I’m here on HN because I love learning from people who are curious about what is possible & are exploring it through taking action. Over a couple decades of tech trends it’s clear that tech evolves in surprising ways, most predictions eventually prove correct (though the degree of impact is highly variable), and very few people can imagine the correct mental model of what that new reality will be like.
I agree with Zuck:
The best way to predict the future is to build it.
That's a very dismissive and unrealistic statement. There are plenty of investors investing in things such as AI and crypto out of FOMO who either see something that isn't there or are just pretending to see something in the hope of getting rich.
Obviously, there are plenty of investors who don't fall into this situation. But lets not pretend that just because someone has a lot of money or invests a lot of money that it means they know what they are doing.

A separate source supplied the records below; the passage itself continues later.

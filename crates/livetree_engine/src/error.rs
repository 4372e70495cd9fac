//! Error types for the sync engine.

use livetree_data::{DataError, Path};
use livetree_protocol::ServerError;
use thiserror::Error;

/// Result type for engine operations.
pub type SyncResult<T> = Result<T, SyncError>;

/// Errors reported by the engine.
///
/// Only [`SyncError::InvalidData`] is ever returned synchronously; every
/// other failure arrives through a completion or a cancel callback.
#[derive(Error, Debug, Clone, PartialEq)]
pub enum SyncError {
    /// The operation was queued while offline and has not been sent yet.
    #[error("not connected to server: operation queued")]
    Disconnected,

    /// The authority refused the operation on authorization grounds.
    #[error("permission denied at {path}: {message}")]
    PermissionDenied {
        /// Location of the refused operation.
        path: Path,
        /// Message from the authority.
        message: String,
    },

    /// Malformed value, key or priority, rejected before sending.
    #[error("invalid data: {0}")]
    InvalidData(String),

    /// A transaction gave up.
    #[error("transaction aborted: {reason}")]
    TransactionAborted {
        /// Why.
        reason: String,
    },

    /// The operation was superseded or canceled before it completed.
    #[error("operation canceled")]
    ActionCanceled,

    /// Network or transport error.
    #[error("transport error: {message}")]
    Transport {
        /// Error message.
        message: String,
        /// Whether the operation can be retried.
        retryable: bool,
    },

    /// The authority failed for a reason other than permissions.
    #[error("server error: {0}")]
    Server(String),

    /// Unexpected message from the authority.
    #[error("protocol error: {0}")]
    Protocol(String),

    /// Invalid connection state transition.
    #[error("invalid state transition from {from} to {to}")]
    InvalidStateTransition {
        /// Current state.
        from: String,
        /// Attempted target state.
        to: String,
    },

    /// The engine task has stopped.
    #[error("engine is shut down")]
    EngineClosed,
}

impl SyncError {
    /// Creates a retryable transport error.
    pub fn transport_retryable(message: impl Into<String>) -> Self {
        Self::Transport {
            message: message.into(),
            retryable: true,
        }
    }

    /// Creates a non-retryable transport error.
    pub fn transport_fatal(message: impl Into<String>) -> Self {
        Self::Transport {
            message: message.into(),
            retryable: false,
        }
    }

    /// Returns true if this error can be retried.
    pub fn is_retryable(&self) -> bool {
        match self {
            SyncError::Transport { retryable, .. } => *retryable,
            SyncError::Disconnected => true,
            SyncError::Server(_) => true,
            _ => false,
        }
    }

    /// Maps an authority rejection for an operation at `path`.
    pub fn from_server(path: &Path, error: ServerError) -> Self {
        match error {
            ServerError::PermissionDenied(message) => SyncError::PermissionDenied {
                path: path.clone(),
                message,
            },
            ServerError::DataStale => SyncError::TransactionAborted {
                reason: "data changed on the server".into(),
            },
            ServerError::InvalidRequest(message) => SyncError::InvalidData(message),
            ServerError::Internal(message) => SyncError::Server(message),
        }
    }
}

impl From<DataError> for SyncError {
    fn from(error: DataError) -> Self {
        SyncError::InvalidData(error.to_string())
    }
}

#[cfg(test)]
mod tests {
    use super::*;

    #[test]
    fn retryable_errors() {
        assert!(SyncError::transport_retryable("connection lost").is_retryable());
        assert!(!SyncError::transport_fatal("invalid certificate").is_retryable());
        assert!(SyncError::Disconnected.is_retryable());
        assert!(!SyncError::ActionCanceled.is_retryable());
        assert!(!SyncError::InvalidData("x".into()).is_retryable());
    }

    #[test]
    fn server_errors_map_to_kinds() {
        let path = Path::parse("admin").unwrap();
        let err = SyncError::from_server(&path, ServerError::permission_denied("rules"));
        assert_eq!(err.to_string(), "permission denied at /admin: rules");
        assert!(matches!(
            SyncError::from_server(&path, ServerError::DataStale),
            SyncError::TransactionAborted { .. }
        ));
    }

    #[test]
    fn data_errors_become_invalid_data() {
        let err: SyncError = Path::parse("a.b").unwrap_err().into();
        assert!(matches!(err, SyncError::InvalidData(_)));
    }
}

I suppose my phrasing was a bit harsh at the end. To be clear, I mean that it doesn't mean they know what they are doing on every investment. Investing misses happen! People are wrong!
I'm also confused by the negativity on here. Ilya had a direct role in creating the algorithms and systems that created modern LLMs. He pioneered the first deep learning computer vision models.
Even with Ilya demonstrating his capabilities in those areas you mentioned, it seems like investors are simply betting on his track record, hoping he’ll replicate the success of OpenAI. This doesn’t appear to be an investment in solving a specific problem with a clear product-market fit, which is why the reception feels dismissive.
I repeatedly keep seeing praise for Ilyas achievements as a scientist and engineer, but until ChatGPT OpenAI was in the shadow of DeepMind, and to my knowledge (I might be wrong) he has not been that much involved with ChatGPT?
the whole LLM race seems deaccelerate, and all the hard problems about LLMs seems not do have had that much progress the last couple of years (?)
In my naaive view I think a guy like David Silver the creator/co-lead of Alpha-Zero deserves more praise, atleast as a leader/scientist.
He even have lectures about Deep RL after doing AlphaGo: https://www.davidsilver.uk/teaching/
He has no LinkedIn and came straight from the game-dev industry before learning about RL.
I’m not optimistic about AGI, but it’s important to give credit where credit is due.
Even assuming the public breakthroughs are the only ones that happened, the fact that openai was able to make an llm pipeline from data to training to production at their scale before anyone else is a feat of research and engineering (and loads of cash)
I have this rock here that might grant wishes. I will sell it to you for $10,000. Sure it might just be a rock, but if it grants wishes $10k is a very cheap price!
Ilya proved himself as a leader, scientist, and engineer over the past decade with OpenAI for creating break-through after break-through that no one else had.
He’s raised enough to compete at the level of Grok, Claude, et al.
He’s offering investors a pure play AGI investment, possibly one of the only organizations available to do so.
Who else would you give $1B to pursue that?
That’s how investors think. There are macro trends, ambitious possibilities on the through line, and the rare people who might actually deliver.
A $5B valuation is standard dilation, no crazy ZIRP style round here.
If you haven’t seen investing at this scale in person it’s hard to appreciate that capital allocation just happens with a certain number of zeros behind it & some people specialize in making the 9 zero decisions.
Yes, it’s predicated on his company being worth more than $500B at some point 10 years down the line.
If they build AGI, that is a very cheap valuation.
Think how ubiquitous Siri, Alexa, chatGPT are and how terrible/not useful/wrong they’ve been.
There’s not a significant amount of demand or distribution risk here. Building the infrastructure to use smarter AI is the tech world’s obsession globally.
If AGI works, in any capacity or at any level, it will have a lot of big customers.